The results also speak to how difficult it is to encourage account usage among more marginalized groups in society. G2P programs generally, and PESP specifically, have made remarkable contributions to increasing financial inclusion, especially among women. But merely having a financial account and actually using that account are two distinct things, and our results show that for Bangladeshi women who are poorer, less educated, and living in particularly restrictive environments, usage rates are far lower.
Perhaps most concretely, however, the results from the Chittagong Hill Tracts illustrate the importance of literacy in the uptake of digital financial services. Eighty-seven percent of unbanked mothers in the CHT region who could read a text message were using their new PESP account for other purposes, compared to 13 percent who couldn’t read one. Our research has consistently shown that people who are unable to read are less able and less likely to adopt digital financial tools, and this nearly binary result underscores the point. In an isolated and impoverished setting, reading can be a key enabler of, or barrier to, digital adoption.
Implications for PESP
Now might be an opportunity for Bangladesh to incorporate changes to PESP that could help encourage account usage for more disadvantaged recipients. The government’s agreement with Nagad was originally set to run through the (quickly approaching) 2026-27 fiscal year, and despite being effective as a service provider, the company has been mired in controversy of late. While navigating this situation, policymakers would do well to consider what measures could boost account usage among the most vulnerable PESP recipients.

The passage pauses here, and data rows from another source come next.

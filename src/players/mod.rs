// Players module - Contains all search strategies and light policies
//
// Every strategy implements BotPlayer and is built from its own SearchConfig.

use rand::SeedableRng;
use rand_xorshift::XorShiftRng;
use serde::{Deserialize, Serialize};

use crate::clock::Clock;
use crate::config::SearchConfig;
use crate::enums::Move;
use crate::errors::SearchResult;
use crate::state::GameState;

pub mod alphabeta;
pub mod greedy;
pub mod mcts;
pub mod minimax;
pub mod random;

pub use self::alphabeta::{AlphaBetaPlayer, MoveOrdering};
pub use self::greedy::GreedyPlayer;
pub use self::mcts::{MonteCarloPlayer, PlayoutPolicy};
pub use self::minimax::MinimaxPlayer;
pub use self::random::RandomPlayer;

/// Work counters for the most recent `choose_move`.
#[derive(Debug, Clone, Copy, Default, PartialEq, Eq, Serialize, Deserialize)]
pub struct SearchStats {
    /// Search nodes entered (tree searches) or created (MCTS).
    pub nodes: u64,
    /// Evaluator calls at the horizon or at terminal positions.
    pub leaf_evaluations: u64,
    /// Deepest fully completed depth.
    pub depth_completed: u32,
    /// Completed MCTS select/expand/simulate/backpropagate cycles.
    pub iterations: u64,
}

pub trait BotPlayer {
    fn name(&self) -> &str;

    /// Picks a move for the player to move in `state`.
    ///
    /// `Ok(None)` means the position has no legal move. Timeouts are handled
    /// inside the strategy and never returned.
    fn choose_move(
        &mut self,
        state: &GameState,
        clock: &dyn Clock,
    ) -> SearchResult<Option<Move>>;

    fn last_stats(&self) -> SearchStats {
        SearchStats::default()
    }
}

#[derive(Debug, Clone, Copy, PartialEq, Eq, Serialize, Deserialize, clap::ValueEnum)]
#[serde(rename_all = "snake_case")]
pub enum PlayerKind {
    Minimax,
    Alphabeta,
    Mcts,
    Greedy,
    Random,
}

impl PlayerKind {
    pub fn build(self, config: &SearchConfig) -> Box<dyn BotPlayer> {
        match self {
            PlayerKind::Minimax => Box::new(MinimaxPlayer::new(config.clone())),
            PlayerKind::Alphabeta => Box::new(AlphaBetaPlayer::new(config.clone())),
            PlayerKind::Mcts => Box::new(MonteCarloPlayer::new(config.clone())),
            PlayerKind::Greedy => Box::new(GreedyPlayer::new(config.clone())),
            PlayerKind::Random => Box::new(RandomPlayer::new(config.seed)),
        }
    }
}

pub(crate) fn seeded_rng(seed: Option<u64>) -> XorShiftRng {
    match seed {
        Some(seed) => XorShiftRng::seed_from_u64(seed),
        None => XorShiftRng::from_entropy(),
    }
}

#[cfg(test)]
mod tests {
    use super::*;
    use crate::clock::TurnClock;
    use std::time::Duration;

    #[test]
    fn test_every_kind_builds_a_player() {
        let config = SearchConfig::default().with_seed(3);
        let state = GameState::default()
            .forecast_move(Move::new(4, 4))
            .forecast_move(Move::new(0, 2));
        for kind in [
            PlayerKind::Minimax,
            PlayerKind::Alphabeta,
            PlayerKind::Mcts,
            PlayerKind::Greedy,
            PlayerKind::Random,
        ] {
            let mut player = kind.build(&config);
            let clock = TurnClock::start(Duration::from_millis(150));
            let mv = player.choose_move(&state, &clock).unwrap().unwrap();
            assert!(state.is_legal_move(mv), "{} chose {}", player.name(), mv);
        }
    }

    #[test]
    fn test_player_kind_names() {
        let kind: PlayerKind = serde_json::from_str("\"alphabeta\"").unwrap();
        assert_eq!(kind, PlayerKind::Alphabeta);
        assert_eq!(serde_json::to_string(&PlayerKind::Mcts).unwrap(), "\"mcts\"");
    }
}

One step would be to increase the number of female financial agents operating in the country, especially in rural areas. Bangladesh has a network of nearly 2 million mobile financial services agents today, but IFC estimates that less than 1 percent of these are women and that rural women in Bangladesh strongly prefer female agents when using mobile financial services. Our own research in Kenya demonstrates that G2P programs can successfully incentivize agents to serve rural communities.
Another possibility is to explore the use of voice-enabled services to encourage account usage among illiterate recipients. While there is still limited information on the effectiveness of voice-enabled payments, India’s Hello UPI and 123pay, which allow users to make financial transactions with phone calls holds promise for allowing those unable to read text messages to use mobile financial services. Service hotlines can help to bolster confidence in digital payment services as well, and AI-driven caller systems could become an efficient way to deliver information to relatively restricted beneficiaries.
Much of what influences positive spillovers from G2P lies beyond the strict purview of digitizing payments, and no approach will instantly transform account usage among marginalized PESP recipients, but such measures could disproportionately assist those mothers in Bangladesh most in need of empowerment through digital finance.